News you can use: A map of the public bathrooms in New York City.

The bees are fully back.

Topher Stoll: This is the hilarious tragedy that plagues all of human endeavor. If we rally to fix a problem in time, idiots will come out of the woodwork to say that there was never a problem to begin with. See also: Y2K, the Ozone Layer, global food supplies, “peak” oil, Acid Rain.

One day, god willing, some incurious doofus will be able to say with a straight face-

“Pssh, climate change was NEVER a danger! All our energy is renewable, the geo-engineering is going great, and we’ve restored 90% of habitats around the world.”

That’s the dream.

Yep. Always the dream. Ideally we’d be measured before and appreciative after. Alas, it almost never works that way.

Tyler Cowen recommends reading about a specific business you know a lot about already, or if that fails about the business of a sports team or musical group that resonates with you, as opposed to books in the ‘business section.’ As he says, the part about not reading ‘business’ books is the easy insight. The hard part is what is good. Here I worry that there are too many important differences between superstar competitions and other practices, and thus if you are not careful you would learn many wrong lessons. But I do agree that looking into areas you know is great here.
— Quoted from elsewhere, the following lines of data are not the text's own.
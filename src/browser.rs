//! Browser bridge: defines the widgets as real custom elements.
//!
//! SYSTEM CONTEXT
//! ==============
//! A small JavaScript shim supplies the `HTMLElement` subclass (classes cannot
//! be declared from Rust) and forwards `connectedCallback` and
//! `attributeChangedCallback` to the Rust widgets, which render through
//! [`DomHost`]. JavaScript collaborators add kinds with `registerImage`.
//!
//! Nothing here is exercised by unit tests; the widget logic it forwards to is
//! covered through the in-memory document.

use std::rc::Rc;

use js_sys::{Array, Function, Object, Reflect};
use wasm_bindgen::JsCast;
use wasm_bindgen::prelude::*;

use crate::dom::{Host, HostError, Node};
use crate::element::CustomElement;
use crate::image::ImageElement;
use crate::quicklinks::QuickLinksElement;
use crate::registry::{AttributeMap, ImageEntry, ImageRegistry};

#[wasm_bindgen(inline_js = r#"
export function defineCrdrElement(tag, observed, mount, changed) {
    if (customElements.get(tag)) {
        return false;
    }
    customElements.define(tag, class extends HTMLElement {
        static get observedAttributes() {
            return observed;
        }
        connectedCallback() {
            mount(this);
        }
        attributeChangedCallback(name, oldValue, newValue) {
            changed(this, name, oldValue, newValue);
        }
    });
    return true;
}
"#)]
extern "C" {
    #[wasm_bindgen(js_name = defineCrdrElement)]
    fn define_crdr_element(tag: &str, observed: Array, mount: &Function, changed: &Function) -> bool;
}

/// [`Host`] over a live DOM element.
pub struct DomHost(pub web_sys::Element);

impl Host for DomHost {
    fn attribute(&self, name: &str) -> Option<String> {
        self.0.get_attribute(name)
    }

    fn attributes(&self) -> AttributeMap {
        let attrs = self.0.attributes();
        (0..attrs.length())
            .filter_map(|i| attrs.item(i))
            .map(|attr| (attr.name(), attr.value()))
            .collect()
    }

    fn is_connected(&self) -> bool {
        self.0.is_connected()
    }

    fn replace_children(&mut self, children: Vec<Node>) -> Result<(), HostError> {
        let document = self
            .0
            .owner_document()
            .ok_or_else(|| HostError::Dom("element has no owner document".into()))?;
        // Build everything first so a failure leaves the old children intact.
        let nodes = children
            .iter()
            .map(|child| build_node(&document, child))
            .collect::<Result<Vec<_>, _>>()?;
        self.0.set_inner_html("");
        for node in &nodes {
            self.0.append_child(node).map_err(js_error)?;
        }
        Ok(())
    }
}

fn build_node(document: &web_sys::Document, node: &Node) -> Result<web_sys::Node, HostError> {
    match node {
        Node::Text(text) => Ok(document.create_text_node(text).into()),
        Node::Element(element) => {
            let dom = document.create_element(element.tag()).map_err(js_error)?;
            for (name, value) in element.attributes() {
                dom.set_attribute(name, value).map_err(js_error)?;
            }
            for child in element.children() {
                dom.append_child(&build_node(document, child)?).map_err(js_error)?;
            }
            Ok(dom.into())
        }
    }
}

fn js_error(value: JsValue) -> HostError {
    HostError::Dom(describe(&value))
}

fn describe(value: &JsValue) -> String {
    value.as_string().unwrap_or_else(|| format!("{value:?}"))
}

/// Define `crdr-img` and `crdr-quicklinks` against the global registry.
/// Tags already defined on the page are left alone.
pub fn define_elements() {
    define(Rc::new(ImageElement::new(ImageRegistry::global())));
    define(Rc::new(QuickLinksElement::new()));
}

fn define(element: Rc<dyn CustomElement>) {
    let tag = element.tag();
    let observed: Array = element.observed_attributes().iter().map(|name| JsValue::from_str(name)).collect();

    let on_mount = {
        let element = Rc::clone(&element);
        Closure::<dyn Fn(web_sys::Element)>::new(move |node: web_sys::Element| {
            element.on_mount(&mut DomHost(node));
        })
    };
    let on_change = {
        let element = Rc::clone(&element);
        Closure::<dyn Fn(web_sys::Element, String, Option<String>, Option<String>)>::new(
            move |node: web_sys::Element, name: String, old: Option<String>, new: Option<String>| {
                element.on_attribute_change(&mut DomHost(node), &name, old.as_deref(), new.as_deref());
            },
        )
    };

    if define_crdr_element(tag, observed, on_mount.as_ref().unchecked_ref(), on_change.as_ref().unchecked_ref()) {
        // Definitions live for the page lifetime.
        on_mount.forget();
        on_change.forget();
        tracing::debug!(tag, "custom element defined");
    } else {
        tracing::debug!(tag, "custom element already defined");
    }
}

/// Register an image kind from JavaScript: a string becomes a literal, a
/// function becomes a producer called with an object of the element's
/// attributes. Any other value is kept and reported when resolved.
#[wasm_bindgen(js_name = registerImage)]
pub fn register_image(kind: &str, entry: JsValue) {
    ImageRegistry::global().register(kind, entry_from_js(entry));
}

/// Sorted list of registered kinds.
#[wasm_bindgen(js_name = imageKinds)]
#[must_use]
pub fn image_kinds() -> Array {
    ImageRegistry::global().kinds().into_iter().map(JsValue::from).collect()
}

fn entry_from_js(value: JsValue) -> ImageEntry {
    if let Some(source) = value.as_string() {
        return ImageEntry::literal(source);
    }
    match value.dyn_into::<Function>() {
        Ok(function) => ImageEntry::fallible(move |attrs| call_producer(&function, attrs)),
        Err(other) => ImageEntry::unsupported(other.js_typeof().as_string().unwrap_or_default()),
    }
}

fn call_producer(function: &Function, attrs: &AttributeMap) -> Result<String, String> {
    let object = Object::new();
    for (name, value) in attrs {
        Reflect::set(&object, &JsValue::from_str(name), &JsValue::from_str(value)).map_err(|e| describe(&e))?;
    }
    let result = function.call1(&JsValue::NULL, &object).map_err(|e| describe(&e))?;
    result
        .as_string()
        .ok_or_else(|| format!("producer returned a non-string value: {}", describe(&result)))
}

/// Entry point when loaded as a browser module.
#[cfg(feature = "hydrate")]
#[wasm_bindgen(start)]
pub fn start() {
    console_error_panic_hook::set_once();
    if console_log::init_with_level(log::Level::Info).is_err() {
        web_sys::console::warn_1(&JsValue::from_str("crdr: console logger already installed"));
    }
    define_elements();
    tracing::info!(kinds = ImageRegistry::global().len(), "crdr widgets ready");
}
//! `<crdr-img>`: renders one `<img>` whose source comes from the registry.
//!
//! SYSTEM CONTEXT
//! ==============
//! The element's `kind` attribute selects a registry entry; every attribute
//! on the element (including `kind`) is passed to producers. `width` and
//! `height` are copied to the `<img>` verbatim, and `alt` falls back to the
//! kind. A failed resolution leaves the element's previous content intact.

#[cfg(test)]
#[path = "image_test.rs"]
mod image_test;

use std::rc::Rc;

use crate::dom::{Element, Host};
use crate::element::{CustomElement, RenderError};
use crate::registry::{AttributeMap, ImageRegistry};

pub const TAG: &str = "crdr-img";

/// Only `kind` changes trigger a re-render.
pub const OBSERVED_ATTRIBUTES: &[&str] = &["kind"];

/// Attributes copied from the element onto the rendered `<img>`.
const PASSTHROUGH: &[&str] = &["width", "height"];

/// The `<crdr-img>` widget, bound to the registry it resolves against.
pub struct ImageElement {
    registry: Rc<ImageRegistry>,
}

impl ImageElement {
    #[must_use]
    pub fn new(registry: Rc<ImageRegistry>) -> Self {
        Self { registry }
    }

    #[must_use]
    pub fn registry(&self) -> &ImageRegistry {
        &self.registry
    }

    /// Resolve the host's attributes into the `<img>` it should contain.
    pub fn build(&self, host: &dyn Host) -> Result<Element, RenderError> {
        let kind = host.attribute("kind").ok_or(RenderError::MissingKind)?;
        let attrs = host.attributes();
        let source = self.registry.resolve(&kind, &attrs)?;
        Ok(image_node(&kind, source, &attrs))
    }

    fn try_render(&self, host: &mut dyn Host) -> Result<(), RenderError> {
        let img = self.build(&*host)?;
        host.replace_children(vec![img.into()])?;
        Ok(())
    }
}

impl CustomElement for ImageElement {
    fn tag(&self) -> &'static str {
        TAG
    }

    fn observed_attributes(&self) -> &'static [&'static str] {
        OBSERVED_ATTRIBUTES
    }

    fn render(&self, host: &mut dyn Host) {
        if let Err(e) = self.try_render(host) {
            tracing::warn!(tag = TAG, kind = ?host.attribute("kind"), error = %e, "image render skipped");
        }
    }
}

/// Build the `<img>` for a resolved `source`.
#[must_use]
pub fn image_node(kind: &str, source: String, attrs: &AttributeMap) -> Element {
    let mut img = Element::new("img").with_attribute("src", source);
    for name in PASSTHROUGH {
        if let Some(value) = attrs.get(*name).filter(|v| !v.is_empty()) {
            img.set_attribute(*name, value.clone());
        }
    }
    let alt = attrs.get("alt").filter(|v| !v.is_empty()).map_or(kind, String::as_str);
    img.set_attribute("alt", alt);
    img
}
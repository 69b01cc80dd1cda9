use crate::registry::ImageRegistry;

use super::*;

#[test]
fn every_icon_has_a_builtin_logo() {
    let registry = ImageRegistry::with_builtins();
    for link in QUICK_LINKS {
        assert!(registry.contains(&link.kind()), "missing logo for {}", link.icon);
    }
}

#[test]
fn display_label_falls_back_to_icon() {
    assert_eq!(QUICK_LINKS[0].display_label(), "www.crdrlabs.org");
    assert_eq!(QUICK_LINKS[3].display_label(), "Mastodon");
}

#[test]
fn order_is_fixed() {
    let icons: Vec<&str> = QUICK_LINKS.iter().map(|l| l.icon).collect();
    assert_eq!(
        icons,
        vec!["Web", "Email", "SMS", "Mastodon", "Facebook", "Instagram", "Pinterest", "YouTube", "LinkedIn", "BlueSky"]
    );
}

#[test]
fn serializes_without_missing_label() {
    let json = serde_json::to_value(QUICK_LINKS[3]).unwrap();
    assert_eq!(json, serde_json::json!({ "icon": "Mastodon", "url": "https://hachyderm.io/@crdrlabs" }));

    let json = serde_json::to_value(QUICK_LINKS[2]).unwrap();
    assert_eq!(json["label"], "425-610-7056");
}
//! Community panel: the site-wide room every signed-in user shares.

use egui::{self, Align, Layout, RichText};

use crate::panels::PanelAction;
use crate::panels::chat::{chat_body, connection_badge, login_prompt};
use crate::state::UiState;
use crate::theme::*;

pub fn community_panel(ui: &mut egui::Ui, state: &mut UiState) -> Option<PanelAction> {
    let mut action = None;

    egui::Frame::default()
        .fill(BG_PRIMARY)
        .inner_margin(PANEL_PADDING)
        .show(ui, |ui| {
            let Some(user) = state.user.clone() else {
                action = login_prompt(ui);
                return;
            };

            ui.horizontal(|ui| {
                ui.heading(RichText::new("Community Chat").color(TEXT_PRIMARY).strong());
                ui.with_layout(Layout::right_to_left(Align::Center), |ui| {
                    if connection_badge(ui, &state.community) {
                        action = Some(PanelAction::ReconnectCommunity);
                    }
                });
            });
            ui.separator();

            if let Some(a) = chat_body(ui, &mut state.community, &user, "Say hello to everyone...") {
                action = Some(a);
            }
        });

    action
}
Tyler Cowen book recommendations: Olivier Roy’s new book The Crisis of Culture: Identity Politics and the Empire of Norms was a very strong one. He also suggests In This Economy: How Money & Markets Really Work by Kyla Scanlon.
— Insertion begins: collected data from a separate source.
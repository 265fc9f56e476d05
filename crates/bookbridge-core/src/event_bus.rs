//! Queue of `ChatEvent`s between the connection managers and the UI.
//!
//! Socket callbacks and timers run outside egui's frame loop, so they only
//! enqueue here; the app drains the queue at the top of each frame.

use std::cell::RefCell;
use std::collections::VecDeque;
use std::rc::Rc;

use bookbridge_types::event::ChatEvent;

/// Clone-cheap handle; every clone feeds the same queue.
#[derive(Clone, Default)]
pub struct EventBus {
    queue: Rc<RefCell<VecDeque<ChatEvent>>>,
}

impl EventBus {
    pub fn new() -> Self {
        Self::default()
    }

    pub fn emit(&self, event: ChatEvent) {
        self.queue.borrow_mut().push_back(event);
    }

    /// Everything emitted since the last drain, oldest first.
    pub fn drain(&self) -> Vec<ChatEvent> {
        std::mem::take(&mut *self.queue.borrow_mut()).into()
    }

    pub fn has_pending(&self) -> bool {
        !self.queue.borrow().is_empty()
    }
}
//! WebSocket transport: bridges browser socket callbacks to a `TransportSink`.
//!
//! Each socket owns its four handler `Closure`s. Closing (or dropping) the
//! transport detaches them from the socket and frees them, so a reconnect
//! loop against a dead server does not pile up handlers.

use std::cell::RefCell;

use js_sys::{ArrayBuffer, Uint8Array};
use wasm_bindgen::prelude::*;
use web_sys::{BinaryType, CloseEvent, Event, MessageEvent, WebSocket};

use bookbridge_core::ports::{Transport, TransportEvent, TransportPort, TransportSink};
use bookbridge_types::{ChatError, Result};

/// Opens browser WebSockets.
#[derive(Debug, Default, Clone, Copy)]
pub struct WebSocketTransportFactory;

impl WebSocketTransportFactory {
    pub fn new() -> Self {
        Self
    }
}

impl TransportPort for WebSocketTransportFactory {
    fn connect(&self, url: &str, sink: TransportSink) -> Result<Box<dyn Transport>> {
        let socket = WebSocket::new(url)
            .map_err(|e| ChatError::JsInterop(format!("Failed to create WebSocket: {:?}", e)))?;
        socket.set_binary_type(BinaryType::Arraybuffer);

        let handlers = SocketHandlers::new(sink);
        handlers.attach(&socket);

        log::debug!("WebSocket created for {}", redact_token(url));
        Ok(Box::new(WebSocketTransport {
            socket,
            handlers: RefCell::new(Some(handlers)),
        }))
    }
}

struct SocketHandlers {
    onopen: Closure<dyn FnMut(Event)>,
    onmessage: Closure<dyn FnMut(MessageEvent)>,
    onerror: Closure<dyn FnMut(Event)>,
    onclose: Closure<dyn FnMut(CloseEvent)>,
}

impl SocketHandlers {
    fn new(sink: TransportSink) -> Self {
        let on_open = sink.clone();
        let onopen = Closure::wrap(Box::new(move |_event: Event| {
            on_open(TransportEvent::Opened);
        }) as Box<dyn FnMut(Event)>);

        let on_message = sink.clone();
        let onmessage = Closure::wrap(Box::new(move |event: MessageEvent| {
            match frame_text(&event.data()) {
                Some(text) => on_message(TransportEvent::Text(text)),
                None => log::warn!("Ignoring non-text socket frame"),
            }
        }) as Box<dyn FnMut(MessageEvent)>);

        // Browsers say nothing useful in socket error events.
        let on_error = sink.clone();
        let onerror = Closure::wrap(Box::new(move |event: Event| {
            on_error(TransportEvent::Error(event.type_()));
        }) as Box<dyn FnMut(Event)>);

        let on_close = sink;
        let onclose = Closure::wrap(Box::new(move |event: CloseEvent| {
            on_close(TransportEvent::Closed {
                code: event.code(),
                was_clean: event.was_clean(),
            });
        }) as Box<dyn FnMut(CloseEvent)>);

        Self {
            onopen,
            onmessage,
            onerror,
            onclose,
        }
    }

    fn attach(&self, socket: &WebSocket) {
        socket.set_onopen(Some(self.onopen.as_ref().unchecked_ref()));
        socket.set_onmessage(Some(self.onmessage.as_ref().unchecked_ref()));
        socket.set_onerror(Some(self.onerror.as_ref().unchecked_ref()));
        socket.set_onclose(Some(self.onclose.as_ref().unchecked_ref()));
    }

    fn detach(socket: &WebSocket) {
        socket.set_onopen(None);
        socket.set_onmessage(None);
        socket.set_onerror(None);
        socket.set_onclose(None);
    }
}

/// One browser WebSocket
pub struct WebSocketTransport {
    socket: WebSocket,
    handlers: RefCell<Option<SocketHandlers>>,
}

impl WebSocketTransport {
    /// Unhook and free the handlers. The connection manager drops its
    /// transport from inside `onclose`, so the closures are freed on a
    /// later microtask, never while one of them is running.
    fn release_handlers(&self) {
        let Some(handlers) = self.handlers.borrow_mut().take() else {
            return;
        };
        SocketHandlers::detach(&self.socket);
        wasm_bindgen_futures::spawn_local(async move {
            drop(handlers);
        });
    }
}

impl Transport for WebSocketTransport {
    fn send_text(&self, text: &str) -> Result<()> {
        if self.socket.ready_state() != WebSocket::OPEN {
            return Err(ChatError::NotConnected);
        }
        self.socket
            .send_with_str(text)
            .map_err(|e| ChatError::Transport(format!("send failed: {:?}", e)))
    }

    /// Events of a closed transport are never delivered.
    fn close(&self) {
        match self.socket.ready_state() {
            WebSocket::CLOSING | WebSocket::CLOSED => {}
            _ => {
                if let Err(e) = self.socket.close() {
                    log::warn!("WebSocket close failed: {:?}", e);
                }
            }
        }
        self.release_handlers();
    }
}

impl Drop for WebSocketTransport {
    fn drop(&mut self) {
        self.close();
    }
}

fn frame_text(data: &JsValue) -> Option<String> {
    if let Some(text) = data.as_string() {
        return Some(text);
    }
    let buffer = data.dyn_ref::<ArrayBuffer>()?;
    String::from_utf8(Uint8Array::new(buffer).to_vec()).ok()
}

/// Socket URLs carry the bearer token; keep it out of the console.
fn redact_token(url: &str) -> String {
    match url.find("token=") {
        Some(start) => {
            let value_start = start + "token=".len();
            let end = url[value_start..]
                .find('&')
                .map_or(url.len(), |offset| value_start + offset);
            format!("{}***{}", &url[..value_start], &url[end..])
        }
        None => url.to_string(),
    }
}

#[cfg(test)]
mod tests {
    use super::redact_token;

    #[test]
    fn test_redact_token_last_param() {
        assert_eq!(
            redact_token("ws://h/ws/community?token=abc"),
            "ws://h/ws/community?token=***"
        );
    }

    #[test]
    fn test_redact_token_middle_param() {
        assert_eq!(
            redact_token("ws://h/ws/chat/5?token=abc&seller_id=9"),
            "ws://h/ws/chat/5?token=***&seller_id=9"
        );
    }

    #[test]
    fn test_redact_token_absent() {
        assert_eq!(redact_token("ws://h/ws/chat/5?seller_id=9"), "ws://h/ws/chat/5?seller_id=9");
    }
}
Also he says in Cape Town you reverse the usual rules and eat at restaurants with beautiful women facing the waterfront, because everything is cheap and you want to be part of the class of people with money. Order the seafood.

He does not mention this, but the right next question is, how does this generalize?

Good Social Advice

A Twitter thread guide to hosting gatherings. This model says: Look for people who are interesting and are interested in others, never invite people because you feel obligated. Curation of people is key. You only need 14 square feet of active party space per person. Create talking spaces where people face each other, ideally limited to 4-5 people. Warm bulbs for light, make a playlist, mostly don’t sweat it.

Some related good advice on community spaces:

Tetraspace West: I think my hard won community management advice is:

  1. Laissez-faire and free speech is for strangers; your walled garden is tiny and low-stakes, be ruthless.
  2. Not *technically* breaking the rules is breaking the rules.

Your discord server can maybe have an #appeals channel, if you know what you’re doing; if you start creating something that looks like a legal system, you’re copying intuitions from systems much larger and more alienated and less designed than yours.

A justice system is based on the principle that punishing innocent people is very bad, and decisions must be objective. In many situations, those should not be priorities.

Also good social advice:

Elizabeth van Nostrand: I’ve know of several people who violate social rules a lot and tell people there have been no consequences. They are wrong about this.

It might be true that it’s a good trade off for them, but I also know of opportunities they otherwise would have been offered but weren’t because they were considered too hard to work with.

Long ago I read a blog post about a clerk at a porn rental store (so, really long ago) about a karma system he + coworkers implemented. They had a fair amount of leeway around late fees, and if you were rude to them or another customer it would never be used in your favor again.

Like a note went in your Permanent Record at the porn rental store that you were mean and they should be mean back.

The justice feels delicious here but no one was being made a better person by that so mixed feelings. See page 52 of this PDF.

Examples of rules broken: arrive within an hour of when you said you would most of the time, don’t yell at people or call them names, don’t constantly ask for favors from near-strangers and if you do at least be really nice about it.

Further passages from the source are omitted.